Africa: Transparency taking hold
Guest post by George Ingram, chair of our U.S. Advisory Committee & Senior Fellow at the Brookings Institution.
Transparency is a hallmark of good governance. It empowers citizens and keeps government officials on task and shields them from undue political and private pressures.
Transparency is the protector and energizer of democracy and responsive government. It brings government closer to the people and allows citizens to better understand and engage in government policy-making and programs. Opening government processes and data to the public provides citizens, civic organizations, and the media with the information they need to be able to inform government policy and to hold government officials accountable. It protects democratic processes and provides the foundation for democratic debate.
Budget information is particularly useful in creating realistic citizen expectations and voice in government decisions. Open data provides the information citizens need to understand and use government policies and services and the feedback that is essential to keep those policies and services responsive.
The sunlight of transparency shields public officials from inappropriate pressures and requests and keeps them focused on their responsibilities, as they know that their actions are subject to public scrutiny. It provides the means for officials to stay close and relevant to citizens and to communicate their policies and actions. It improves policy-making, not just by engaging and better informing citizens, but also by better informing government officials who often lack knowledge of what others parts of government, both local and national, are doing.
For this and many other reasons, transparency and accountability should be a key topic of discussion at the U.S.-Africa Leaders Summit next week.

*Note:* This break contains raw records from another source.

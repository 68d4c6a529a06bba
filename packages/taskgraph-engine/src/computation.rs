use crate::chunk::{AbstractChunk, ChunkId, MaterializedChunk, WorkerId};
use crate::error::Result;
use crate::thunk::ThunkId;
use std::sync::Arc;

/// The stager extension point (§6): implementers of new Computation
/// variants provide `stage` and optionally an `affinity` override. Mirrors
/// the teacher's `StageHandler` trait — a pluggable-handler table keyed by
/// variant rather than subclass dispatch (§9 "replace with a tagged variant
/// type and a dispatch table").
pub trait LeafStage: Send + Sync {
    /// Stage this leaf into a Thunk, registering it (and any Thunks it
    /// depends on) with `ctx`. Implementations must be referentially
    /// transparent: staging an equal leaf twice under the same pointer
    /// identity must be idempotent from the caller's perspective (the
    /// stager's memoization is what actually enforces this — see
    /// `stager::cached_stage`).
    fn stage(&self, ctx: &crate::stager::Context) -> Result<ThunkId>;
}

/// An opaque, possibly-deferred description of a value (§3).
#[derive(Clone)]
pub enum Computation {
    /// User-defined; knows how to stage itself into chunks.
    Leaf(Arc<dyn LeafStage>),
    /// An ordered sequence of Computations whose result is the tuple of
    /// their results.
    Tuple(Vec<Computation>),
    /// Marks its inner Computation's result to be retained after first use.
    Cached(Box<Computation>),
    /// Already-materialized; participates in the graph as a leaf.
    Computed(Arc<MaterializedChunk>),
}

/// The identity key the stager's memoization cache is keyed on. Two
/// `Computation` values are "equal" for staging purposes iff they produce
/// the same `CompKey` — pointer identity for `Leaf` (since leaves carry
/// arbitrary closures with no structural equality), recursive structural
/// identity for `Tuple`/`Cached`, and chunk identity for `Computed`.
#[derive(Debug, Clone, PartialEq, Eq, Hash)]
pub enum CompKey {
    Leaf(usize),
    Tuple(Vec<CompKey>),
    Cached(Box<CompKey>),
    Computed(ChunkId),
}

impl Computation {
    pub fn leaf(stage: impl LeafStage + 'static) -> Self {
        Computation::Leaf(Arc::new(stage))
    }

    pub fn tuple(cs: Vec<Computation>) -> Self {
        Computation::Tuple(cs)
    }

    /// `cached(c) -> Computation`: mark `c` as persist-after-compute (§6).
    pub fn cached(self) -> Self {
        Computation::Cached(Box::new(self))
    }

    pub fn computed(chunk: Arc<MaterializedChunk>) -> Self {
        Computation::Computed(chunk)
    }

    pub fn key(&self) -> CompKey {
        match self {
            Computation::Leaf(l) => CompKey::Leaf(Arc::as_ptr(l) as *const () as usize),
            Computation::Tuple(cs) => CompKey::Tuple(cs.iter().map(Computation::key).collect()),
            Computation::Cached(inner) => CompKey::Cached(Box::new(inner.key())),
            Computation::Computed(c) => CompKey::Computed(c.id),
        }
    }
}

impl std::fmt::Debug for Computation {
    fn fmt(&self, f: &mut std::fmt::Formatter<'_>) -> std::fmt::Result {
        match self {
            Computation::Leaf(_) => write!(f, "Computation::Leaf(..)"),
            Computation::Tuple(cs) => f.debug_tuple("Computation::Tuple").field(cs).finish(),
            Computation::Cached(inner) => {
                f.debug_tuple("Computation::Cached").field(inner).finish()
            }
            Computation::Computed(c) => write!(f, "Computation::Computed({:?})", c.id),
        }
    }
}

/// A Computed leaf that is itself a `Cat` with some cells still pending
/// realization. Not a core `Computation` variant (a Cat is a chunk-layer
/// concept, §3), but exposed here so callers composing Cats of Thunks can
/// hand them to `stager::thunkize` directly without going through `stage`.
pub fn deferred_cat(chunk: AbstractChunk) -> Option<AbstractChunk> {
    if chunk.is_deferred() {
        Some(chunk)
    } else {
        None
    }
}
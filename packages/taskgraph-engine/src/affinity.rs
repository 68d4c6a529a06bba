//! Affinity-aware worker selection (§4.4). Given the current `ready` list
//! and a candidate worker, picks the best-matching task by scanning from
//! most-recently-added to oldest.

use crate::chunk::WorkerId;
use crate::stager::Context;
use crate::thunk::ThunkId;
use std::collections::HashSet;

/// Affinity of a Thunk: the concatenation of affinities of its inputs.
/// Thunk-valued inputs contribute through their resolved cache value, so
/// the scheduler passes in the already-resolved affinity list rather than
/// recomputing it from `Thunk::static_affinity` alone.
pub fn thunk_affinity(ctx: &Context, resolved: &std::collections::HashMap<ThunkId, Vec<(WorkerId, u32)>>, id: ThunkId) -> Vec<(WorkerId, u32)> {
    let Some(thunk) = ctx.thunk(id) else {
        return Vec::new();
    };
    let mut affinity = thunk.static_affinity();
    for input in thunk.thunk_inputs() {
        if let Some(a) = resolved.get(&input) {
            affinity.extend(a.iter().cloned());
        }
    }
    affinity
}

/// Picks the best task in `ready` for worker `p` (§4.4):
/// 1. First pass (reverse iteration): the most-recently-added Thunk for
///    which `p` appears in its affinity set.
/// 2. Second pass: the most-recently-added Thunk that either has no
///    affinity at all, or whose affinity matches no currently-live worker
///    (it's orphaned and must run somewhere).
/// 3. Otherwise `None` — `p` should idle this cycle.
///
/// Returns the index into `ready` of the chosen task, so the caller can
/// remove it in place.
pub fn select_for_worker(
    ready: &[ThunkId],
    affinities: &std::collections::HashMap<ThunkId, Vec<(WorkerId, u32)>>,
    live_workers: &HashSet<WorkerId>,
    p: &WorkerId,
) -> Option<usize> {
    for (idx, thunk_id) in ready.iter().enumerate().rev() {
        let affinity = affinities.get(thunk_id);
        if let Some(affinity) = affinity {
            if affinity.iter().any(|(w, _)| w == p) {
                return Some(idx);
            }
        }
    }

    for (idx, thunk_id) in ready.iter().enumerate().rev() {
        match affinities.get(thunk_id) {
            None => return Some(idx),
            Some(affinity) if affinity.is_empty() => return Some(idx),
            Some(affinity) => {
                let orphaned = affinity.iter().all(|(w, _)| !live_workers.contains(w));
                if orphaned {
                    return Some(idx);
                }
            }
        }
    }

    None
}
use crate::chunk::{AbstractChunk, WorkerId};
use crate::error::Result;
use std::any::Any;
use std::sync::atomic::{AtomicU64, Ordering};
use std::sync::Arc;

/// Globally unique, monotonically assigned Thunk identifier. Ordering on
/// `ThunkId` is the tie-break ordering among otherwise-equal dispatch
/// candidates (§3), so this is a plain counter rather than a `Uuid` —
/// a uuid has no useful ordering for that purpose.
#[derive(Debug, Clone, Copy, PartialEq, Eq, PartialOrd, Ord, Hash)]
pub struct ThunkId(u64);

impl ThunkId {
    #[cfg(test)]
    pub(crate) fn from_raw(id: u64) -> Self {
        Self(id)
    }

    pub fn as_u64(self) -> u64 {
        self.0
    }
}

impl std::fmt::Display for ThunkId {
    fn fmt(&self, f: &mut std::fmt::Formatter<'_>) -> std::fmt::Result {
        write!(f, "thunk#{}", self.0)
    }
}

static NEXT_THUNK_ID: AtomicU64 = AtomicU64::new(0);

/// Allocates the next globally unique Thunk id. Monotonic within a process.
pub fn next_thunk_id() -> ThunkId {
    ThunkId(NEXT_THUNK_ID.fetch_add(1, Ordering::Relaxed))
}

/// A value flowing along a Thunk's inputs or out of its function: either a
/// chunk handle (data living on a worker) or an opaque in-process datum.
/// Workers in this crate are in-process (the RPC transport is an external
/// collaborator, see SPEC_FULL §10.5/§4.5), so "moving" a `Data` value to a
/// worker is identity, same as the spec's plain-datum case.
#[derive(Clone)]
pub enum TaskValue {
    Chunk(AbstractChunk),
    Data(Arc<dyn Any + Send + Sync>),
}

impl std::fmt::Debug for TaskValue {
    fn fmt(&self, f: &mut std::fmt::Formatter<'_>) -> std::fmt::Result {
        match self {
            TaskValue::Chunk(c) => write!(f, "TaskValue::Chunk({:?})", c),
            TaskValue::Data(_) => write!(f, "TaskValue::Data(..)"),
        }
    }
}

impl TaskValue {
    pub fn data<T: Any + Send + Sync>(value: T) -> Self {
        TaskValue::Data(Arc::new(value))
    }

    pub fn downcast_ref<T: Any>(&self) -> Option<&T> {
        match self {
            TaskValue::Data(d) => d.downcast_ref::<T>(),
            TaskValue::Chunk(_) => None,
        }
    }

    /// Affinity this value contributes: the owning workers of a chunk
    /// (weight 1 each), or nothing for plain data. `pub(crate)` so the
    /// scheduler can fold a resolved input's affinity into its consumer's.
    pub(crate) fn affinity(&self) -> Vec<(WorkerId, u32)> {
        match self {
            TaskValue::Chunk(c) => c.owning_workers().into_iter().map(|w| (w, 1)).collect(),
            TaskValue::Data(_) => Vec::new(),
        }
    }
}

/// An input to a Thunk: either another Thunk (a dependency edge) or a
/// non-deferred value already available.
#[derive(Clone)]
pub enum ThunkInput {
    Thunk(ThunkId),
    Value(TaskValue),
}

impl ThunkInput {
    pub fn as_thunk(&self) -> Option<ThunkId> {
        match self {
            ThunkInput::Thunk(id) => Some(*id),
            ThunkInput::Value(_) => None,
        }
    }
}

/// The function a Thunk invokes, given its resolved inputs. Boxed because
/// Thunks of different arity/closure-captures must share one type.
pub type ThunkFn = Arc<dyn Fn(&[TaskValue]) -> Result<TaskValue> + Send + Sync>;

/// A node in the executable DAG (§3).
pub struct Thunk {
    pub id: ThunkId,
    pub f: ThunkFn,
    pub inputs: Vec<ThunkInput>,
    /// If true, retain the result across `compute` invocations. An atomic
    /// because `Cached(c)` marks an already-staged, already-shared Thunk
    /// after the fact (§4.1): "stage(ctx, Cached(c)) ... marks the result
    /// as persisted".
    cache: std::sync::atomic::AtomicBool,
    /// A previously computed, still-live result, if any. Verified for
    /// liveness (not blindly trusted) before the scheduler relies on it.
    pub cache_ref: std::sync::Mutex<Option<CacheRef>>,
    /// If true, run on the master with inputs unmoved (no data movement).
    pub meta: bool,
    /// If true, the worker returns the raw computed value rather than
    /// wrapping it as a chunk.
    pub get_result: bool,
    /// If true, the produced chunk is pinned so workers won't reclaim it.
    /// Same after-the-fact-mutation rationale as `cache`.
    persist: std::sync::atomic::AtomicBool,
}

/// A reference to a previously computed result that might still be live on
/// its owning worker. The scheduler must ask the worker to confirm liveness
/// (the cache-hit short-circuit's "unrelease") before trusting this.
#[derive(Debug, Clone)]
pub struct CacheRef {
    pub worker: WorkerId,
    pub value: TaskValue,
}

impl Thunk {
    pub fn new(f: ThunkFn, inputs: Vec<ThunkInput>) -> Self {
        Self {
            id: next_thunk_id(),
            f,
            inputs,
            cache: std::sync::atomic::AtomicBool::new(false),
            cache_ref: std::sync::Mutex::new(None),
            meta: false,
            get_result: false,
            persist: std::sync::atomic::AtomicBool::new(false),
        }
    }

    pub fn with_cache(self, cache: bool) -> Self {
        self.set_cache(cache);
        self
    }

    pub fn with_meta(mut self, meta: bool) -> Self {
        self.meta = meta;
        self
    }

    pub fn with_get_result(mut self, get_result: bool) -> Self {
        self.get_result = get_result;
        self
    }

    pub fn with_persist(self, persist: bool) -> Self {
        self.set_persist(persist);
        self
    }

    pub fn is_cache(&self) -> bool {
        self.cache.load(Ordering::Acquire)
    }

    pub fn set_cache(&self, cache: bool) {
        self.cache.store(cache, Ordering::Release);
    }

    pub fn is_persist(&self) -> bool {
        self.persist.load(Ordering::Acquire)
    }

    pub fn set_persist(&self, persist: bool) {
        self.persist.store(persist, Ordering::Release);
    }

    /// The Thunk-input subset of `inputs`, in order — used to seed
    /// `waiting[n]` at scheduler initialization.
    pub fn thunk_inputs(&self) -> impl Iterator<Item = ThunkId> + '_ {
        self.inputs.iter().filter_map(|i| i.as_thunk())
    }

    /// Affinity of this Thunk: the concatenation of affinities of its
    /// inputs (§4.4). Only non-deferred `Value` inputs contribute directly;
    /// Thunk inputs contribute through the cache once resolved, so this is
    /// evaluated by the scheduler against resolved values, not here.
    pub fn static_affinity(&self) -> Vec<(WorkerId, u32)> {
        self.inputs
            .iter()
            .filter_map(|i| match i {
                ThunkInput::Value(v) => Some(v.affinity()),
                ThunkInput::Thunk(_) => None,
            })
            .flatten()
            .collect()
    }
}

impl std::fmt::Debug for Thunk {
    fn fmt(&self, f: &mut std::fmt::Formatter<'_>) -> std::fmt::Result {
        f.debug_struct("Thunk")
            .field("id", &self.id)
            .field("inputs", &self.inputs.len())
            .field("cache", &self.is_cache())
            .field("meta", &self.meta)
            .field("get_result", &self.get_result)
            .field("persist", &self.is_persist())
            .finish()
    }
}

#[cfg(test)]
mod tests {
    use super::*;

    fn identity_fn() -> ThunkFn {
        Arc::new(|inputs: &[TaskValue]| Ok(inputs[0].clone()))
    }

    #[test]
    fn thunk_ids_are_monotonic() {
        let a = Thunk::new(identity_fn(), vec![]);
        let b = Thunk::new(identity_fn(), vec![]);
        assert!(b.id.as_u64() > a.id.as_u64());
    }

    #[test]
    fn thunk_inputs_filters_only_thunk_dependencies() {
        let a = Thunk::new(identity_fn(), vec![]);
        let t = Thunk::new(
            identity_fn(),
            vec![
                ThunkInput::Thunk(a.id),
                ThunkInput::Value(TaskValue::data(42i32)),
            ],
        );
        let deps: Vec<_> = t.thunk_inputs().collect();
        assert_eq!(deps, vec![a.id]);
    }

    #[test]
    fn builder_flags_set_independently() {
        let t = Thunk::new(identity_fn(), vec![])
            .with_cache(true)
            .with_meta(true)
            .with_persist(true);
        assert!(t.is_cache());
        assert!(t.meta);
        assert!(t.is_persist());
        assert!(!t.get_result);
    }

    #[test]
    fn static_affinity_ignores_thunk_inputs() {
        let a = Thunk::new(identity_fn(), vec![]);
        let chunk = crate::chunk::AbstractChunk::Chunk(Arc::new(
            crate::chunk::MaterializedChunk::new(
                crate::chunk::ChunkId(1),
                WorkerId("w1".into()),
                8,
                false,
            ),
        ));
        let t = Thunk::new(
            identity_fn(),
            vec![
                ThunkInput::Thunk(a.id),
                ThunkInput::Value(TaskValue::Chunk(chunk)),
            ],
        );
        let affinity = t.static_affinity();
        assert_eq!(affinity, vec![(WorkerId("w1".into()), 1)]);
    }
}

Open data is particularly important for development cooperation. Many countries receive assistance from a host of bilateral donors, international organizations, and private foundations and NGOs. These development agencies seldom know what their sister agencies are doing, so they lack the knowledge of where they might be overlapping, duplicating, and/or conflicting with each other. Even more troubling, the recipient government frequently has little knowledge of what the many organizations are doing in its country, information that is essential to good government planning, budgeting and accountability to citizens.
Transparency is beginning to take hold in Africa. Malawi is one country that is paving the way. In 2013, it held a workshop for stakeholders for using open data for evidence-based policy. The workshop was supported by the Open Aid Partnership, the World Bank Group, and the United Nations Development Program. The workshop launched the Aid Management Platform (AMP), which makes public information on development programs.
The purpose of providing the data through the platform is to promote its use for planning, coordination, and citizen engagement. With 60 to 80 percent of the development budget of Malawi financed from external sources, having this information available for both government and citizens is essential for good policy-making and program management.
Malawi has recently had issues with fraudulent use of public funds, and, as stated at the launch by Minister of Finance Mawell Mkwezalamba, “Greater transparency of development activities would help Malawi to guard against further corruption and waste in the use of development resources.”
What will make this new platform even more useful is when it can draw the data from the International Aid Transparency Initiative (IATI) registry. Currently the data in the Platform must be collected from individual donors by the government of Malawi. This is time consuming, the data is not in a comparable format, and the data is incomplete. However, if most donors, public and private, meet the deadline of the end of 2015 for posting all aid data to IATI, then this open data platform will provide the information that will empower the government to better plan and allocate its resources and its citizens to hold the government and donors accountable.
Other governments in Africa are joining the movement. Tanzania included strong commitments on open data and IATI in its Open Government Partnership National Action Plan. Ghana has made a huge commitment to transparency by co-hosting IATI, along with the UNDP, UNOPS, and Development Initiatives.
Let’s hope the example of these three countries is discussed at the historic meeting of African leaders in Washington the first week of August and that their peers come to understand that transparency is a key to responsive government in securing the engagement and support of its people.
George Ingram is the Senior Fellow in the Global Economy and Development program at the Brookings Institution. He is also the Chair of Publish What You Fund’s U.S. Advisory Committee. He formerly served on the professional staff of the House Committee on Foreign affairs and as deputy assistant administrator at USAID. He focuses on development effectiveness, aid reform, and foreign affairs advocacy.